ERBIL, Kurdistan Region - Iraqi President Abdul Latif Rashid on Tuesday told world leaders in New York that his country is a promising destination for investment, highlighting opportunities in key sectors and pledging reforms to support economic growth.

Speaking on the sidelines of the United Nations General Assembly during the Global Development Initiative meeting hosted by China, Rashid said Iraq is focused on “strengthening our economy by opening up to the world and diversifying partnerships across multiple sectors.”

“Iraq presents promising investment opportunities, especially in energy, transportation, construction, and reconstruction,” he said.

Despite decades of conflict, Iraq “now enjoys security and stability,” according to Rashid, who stressed the government’s commitment to enabling this growth by supporting private sector development, building business-friendly environments and pushing for legislative reforms — some already enacted, others under review.”
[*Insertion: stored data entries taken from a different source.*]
//! Gossip of quota tables between nodes.
//!
//! Every node periodically publishes its whole quota table on a shared topic
//! and merges every table it receives. Counters only grow and merge by
//! taking the per-node maximum, so tables converge no matter how often
//! messages are duplicated, reordered or dropped.
pub mod codec;
pub mod engine;
pub mod merge;

pub use codec::{Codec, JsonCodec};
pub use engine::QuotaEngine;
pub use merge::{merge_remote, KnownNodes, MergeReport};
In August, Prime Minister Mohammed Shia’ al-Sudani said Iraq had attracted over $100 billion in foreign investment in two years. His financial advisor, Mazhar Mohammed Salih, told Iraqi News Agency (INA) in July that Iraq is pursuing sweeping reforms to build a diversified, sustainable economy less dependent on volatile oil revenues.

Rashid also pointed to Iraq’s urgent environmental challenges, including declining water resources and rapid population growth of about one million people a year. He called for greater international support, noting Iraq’s readiness to cooperate with global partners to achieve the United Nations’ Sustainable Development Goals (SDGs).

Iraq’s economy remains heavily reliant on oil and natural resources, though the government is working to expand agriculture, industry, and tourism. The country is also among the most vulnerable globally to climate change, facing worsening food and water insecurity.

In June 2023, Iraq passed a three-year budget covering 2023 to 2025, the largest in its history, with $152 billion in spending. The record expenditure drew concern that falling oil prices - below the $70 per barrel assumed in the bill - could trigger instability.

Sudani said at the time that the budget was designed to meet social needs, improve infrastructure, and stimulate economic progress.